Now to perceived improvements. If you are driving behind a big rig in your compact car, well, you have the right to feel a bit intimidated if the truck in front of you swerves a bit out of their lane. Yet it is also important to note that large trucks have become increasingly safer through technology improvements. Indeed if you look at the Large-Truck Involvement in Fatal and Injury Crashes and Involvement Rates, 2004–2013 (I’ve included below) you will see a decline in both fatalities and accidents. We would expect to see a decline during 2008-10 during the height of the recession when less freight was being moved, which we do. However the uptick during the recovery (and it was a strong recovery for freight) remains well below the previous levels. The reason is the large improvements in safety technology (automatic breaking, automatic lane following, better GPS, etc.).

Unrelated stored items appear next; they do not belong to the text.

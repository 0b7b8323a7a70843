//! `cloudwarden connect` — save AWS and model credentials.

use super::{CmdResult, Runtime};
use cloudwarden_core::store::{Credentials, PersistQueueStore};

pub struct ConnectArgs {
    pub access_key: String,
    pub secret_key: String,
    pub region: String,
    pub session_token: Option<String>,
    pub api_key: Option<String>,
}

pub async fn run(args: ConnectArgs) -> CmdResult {
    let runtime = Runtime::open().await?;

    let region = args.region.trim().to_string();
    if !runtime.config.catalog.regions.iter().any(|r| *r == region) {
        eprintln!("  ⚠️  Region {region} is not in the configured catalogue");
    }

    let credentials = Credentials {
        aws_access_key: args.access_key.trim().to_string(),
        aws_secret_key: args.secret_key.trim().to_string(),
        aws_region: region,
        aws_session_token: args.session_token.filter(|t| !t.trim().is_empty()),
        model_api_key: args.api_key.filter(|k| !k.trim().is_empty()),
    };
    if credentials.aws_access_key.is_empty() || credentials.aws_secret_key.is_empty() {
        return Err("Access key and secret key cannot be empty".into());
    }

    tracing::debug!(credentials = ?credentials, "Storing credentials");
    runtime.store.store_credentials(credentials).await?;
    println!("✅ Credentials stored successfully");
    Ok(())
}
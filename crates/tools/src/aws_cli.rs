//! AWS CLI tool — the agent's only way to touch the connected account.
//!
//! Every command goes through the [`CommandExecutor`], so it is announced,
//! gated on approval when monitor mode is on, and run with the mission's
//! credential snapshot. The model always gets a JSON object back:
//! `{"output": <stdout or null>, "error": <message or null>}`.

use async_trait::async_trait;
use cloudwarden_core::error::{ExecutionError, ToolError};
use cloudwarden_core::store::Credentials;
use cloudwarden_core::tool::{Tool, ToolResult};
use cloudwarden_security::{CommandExecutor, CommandOutcome, ExecutionPolicy};
use serde_json::json;
use std::sync::Arc;
use tracing::{debug, warn};

pub const REJECTED_MESSAGE: &str = "Command execution rejected.";
pub const TIMEOUT_MESSAGE: &str = "Command execution timeout.";

pub struct AwsCliTool {
    executor: Arc<CommandExecutor>,
    credentials: Option<Credentials>,
    policy: ExecutionPolicy,
}

impl AwsCliTool {
    pub fn new(executor: Arc<CommandExecutor>, credentials: Option<Credentials>, policy: ExecutionPolicy) -> Self {
        Self {
            executor,
            credentials,
            policy,
        }
    }
}

/// Prefix `aws ` unless the command already invokes the CLI.
pub fn normalize_command(command: &str) -> String {
    let trimmed = command.trim();
    if trimmed.split_whitespace().next() == Some("aws") {
        trimmed.to_string()
    } else {
        format!("aws {trimmed}")
    }
}

fn payload(output: Option<&str>, error: Option<&str>) -> String {
    json!({ "output": output, "error": error }).to_string()
}

/// Render an executor outcome as the tool's JSON result.
pub fn outcome_result(outcome: &CommandOutcome) -> ToolResult {
    match outcome {
        CommandOutcome::Executed(out) if out.success() => ToolResult::ok(payload(Some(&out.stdout), None)),
        CommandOutcome::Executed(out) => {
            let error = if out.stderr.trim().is_empty() {
                format!("Command exited with status {}", out.exit_code)
            } else {
                out.stderr.clone()
            };
            ToolResult::failed(payload(None, Some(&error)))
        }
        CommandOutcome::Rejected => ToolResult::failed(payload(None, Some(REJECTED_MESSAGE))),
        CommandOutcome::TimedOut => ToolResult::failed(payload(None, Some(TIMEOUT_MESSAGE))),
    }
}

#[async_trait]
impl Tool for AwsCliTool {
    fn name(&self) -> &str {
        "aws_cli"
    }

    fn description(&self) -> &str {
        "Execute an AWS CLI command against the connected account and return its output. \
         Commands may require human approval before they run."
    }

    fn parameters_schema(&self) -> serde_json::Value {
        json!({
            "type": "object",
            "properties": {
                "command": {
                    "type": "string",
                    "description": "The AWS CLI command to run, e.g. 'aws s3api list-buckets'"
                }
            },
            "required": ["command"]
        })
    }

    async fn execute(&self, arguments: serde_json::Value) -> Result<ToolResult, ToolError> {
        let raw = arguments["command"]
            .as_str()
            .filter(|c| !c.trim().is_empty())
            .ok_or_else(|| ToolError::InvalidArguments("'command' must be a non-empty string".into()))?;
        let command = normalize_command(raw);

        let Some(credentials) = &self.credentials else {
            let err = ExecutionError::Credentials("no AWS account connected".into());
            warn!(command = %command, "Refusing to run command without credentials");
            return Ok(ToolResult::failed(payload(None, Some(&err.to_string()))));
        };

        debug!(command = %command, "Proposing AWS CLI command");
        match self.executor.execute(&command, credentials, self.policy).await {
            Ok(outcome) => Ok(outcome_result(&outcome)),
            Err(e) => {
                warn!(command = %command, error = %e, "Command could not be executed");
                Ok(ToolResult::failed(payload(None, Some(&e.to_string()))))
            }
        }
    }
}

#[cfg(test)]
mod tests {
    use super::*;
    use cloudwarden_core::event::EventBus;
    use cloudwarden_core::store::PersistQueueStore;
    use cloudwarden_security::{CommandGate, CommandOutput, ShellRunner};
    use cloudwarden_store::InMemoryStore;
    use std::sync::Mutex;
    use std::time::Duration;

    struct EchoRunner {
        commands: Mutex<Vec<String>>,
    }

    #[async_trait]
    impl ShellRunner for EchoRunner {
        async fn spawn(&self, command: &str, _env: &[(String, String)]) -> Result<CommandOutput, ExecutionError> {
            self.commands.lock().unwrap().push(command.to_string());
            Ok(CommandOutput {
                stdout: format!("ran: {command}"),
                stderr: String::new(),
                exit_code: 0,
            })
        }
    }

    fn tool(store: Arc<InMemoryStore>, monitor_enabled: bool, credentials: Option<Credentials>) -> (AwsCliTool, Arc<EchoRunner>) {
        let runner = Arc::new(EchoRunner {
            commands: Mutex::new(Vec::new()),
        });
        let gate = CommandGate::new(store, Arc::new(EventBus::new(16)));
        let executor = Arc::new(CommandExecutor::new(Arc::new(gate), runner.clone()));
        let policy = ExecutionPolicy {
            monitor_enabled,
            max_wait: Duration::from_secs(260),
        };
        (AwsCliTool::new(executor, credentials, policy), runner)
    }

    fn creds() -> Option<Credentials> {
        Some(Credentials {
            aws_access_key: "AKIA".into(),
            aws_secret_key: "secret".into(),
            aws_region: "us-east-1".into(),
            aws_session_token: None,
            model_api_key: None,
        })
    }

    fn parse(result: &ToolResult) -> serde_json::Value {
        serde_json::from_str(&result.output).unwrap()
    }

    #[test]
    fn prefixes_aws_when_missing() {
        assert_eq!(normalize_command("s3 ls"), "aws s3 ls");
        assert_eq!(normalize_command("  aws s3 ls "), "aws s3 ls");
        assert_eq!(normalize_command("awsome-tool --x"), "aws awsome-tool --x");
    }

    #[tokio::test(start_paused = true)]
    async fn runs_normalized_command_and_reports_output() {
        let (tool, runner) = tool(Arc::new(InMemoryStore::new()), false, creds());
        let result = tool
            .execute(json!({"command": "s3api list-buckets"}))
            .await
            .unwrap();

        assert!(result.success);
        assert!(!result.completes_mission);
        let body = parse(&result);
        assert_eq!(body["output"], "ran: aws s3api list-buckets");
        assert!(body["error"].is_null());
        assert_eq!(runner.commands.lock().unwrap().as_slice(), ["aws s3api list-buckets"]);
    }

    #[tokio::test(start_paused = true)]
    async fn timeout_becomes_error_result() {
        let (tool, runner) = tool(Arc::new(InMemoryStore::new()), true, creds());
        let result = tool.execute(json!({"command": "aws s3 ls"})).await.unwrap();

        assert!(!result.success);
        let body = parse(&result);
        assert!(body["output"].is_null());
        assert_eq!(body["error"], TIMEOUT_MESSAGE);
        assert!(runner.commands.lock().unwrap().is_empty());
    }

    #[tokio::test(start_paused = true)]
    async fn rejection_becomes_error_result() {
        let store = Arc::new(InMemoryStore::new());
        let (tool, _) = tool(store.clone(), true, creds());

        let approver = store.clone();
        tokio::spawn(async move {
            loop {
                if let Some(cmd) = approver.list_pending_commands().await.unwrap().first() {
                    approver
                        .set_pending_command_status(&cmd.id, cloudwarden_core::CommandStatus::Rejected)
                        .await
                        .unwrap();
                    break;
                }
                tokio::time::sleep(Duration::from_millis(50)).await;
            }
        });

        let result = tool.execute(json!({"command": "aws s3 rb s3://logs"})).await.unwrap();
        assert_eq!(parse(&result)["error"], REJECTED_MESSAGE);
    }

    #[tokio::test(start_paused = true)]
    async fn missing_credentials_is_recoverable() {
        let (tool, runner) = tool(Arc::new(InMemoryStore::new()), false, None);
        let result = tool.execute(json!({"command": "aws s3 ls"})).await.unwrap();
        assert!(!result.success);
        assert!(parse(&result)["error"].as_str().unwrap().contains("Credentials unavailable"));
        assert!(runner.commands.lock().unwrap().is_empty());
    }

    #[tokio::test]
    async fn blank_command_is_invalid() {
        let (tool, _) = tool(Arc::new(InMemoryStore::new()), false, creds());
        let err = tool.execute(json!({"command": "   "})).await.unwrap_err();
        assert!(matches!(err, ToolError::InvalidArguments(_)));
    }

    #[test]
    fn failed_exit_reports_stderr_or_status() {
        let with_stderr = outcome_result(&CommandOutcome::Executed(CommandOutput {
            stdout: "partial".into(),
            stderr: "AccessDenied".into(),
            exit_code: 254,
        }));
        assert!(!with_stderr.success);
        assert_eq!(parse(&with_stderr)["error"], "AccessDenied");
        assert!(parse(&with_stderr)["output"].is_null());

        let silent = outcome_result(&CommandOutcome::Executed(CommandOutput {
            stdout: String::new(),
            stderr: String::new(),
            exit_code: 2,
        }));
        assert_eq!(parse(&silent)["error"], "Command exited with status 2");
    }
}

Dedicated trucking lanes are good for efficiency. Once we remove the fear of trucks driving beside us, we can make two quick adjustments. First is the adoption of 33′ trailer combinations. A truck pulling larger trailers means we can move more freight in one load. The next step is platooning. Because of the automatic braking functions, trucks could travel in platoons, reducing drag and increasing fuel efficiency (or better yet, one truck leading a caravan of trailers). This is a win for both business and consumers.

Autonomous Trucks

It’s a rather small step from platooning to the implementation of autonomous trucks. The technology is moving forward quickly. One of the biggest hindrances to implementation of autonomous trucks is the ‘fear’ factor which drivers will have when they look over and see a large truck without a driver. Dedicated truck lanes helps reduce that fear. And truck companies are pushing for these vehicles. There is a large, and increasing, driver shortage (currently over 200,000 drivers) which autonomous trucks will help alleviate.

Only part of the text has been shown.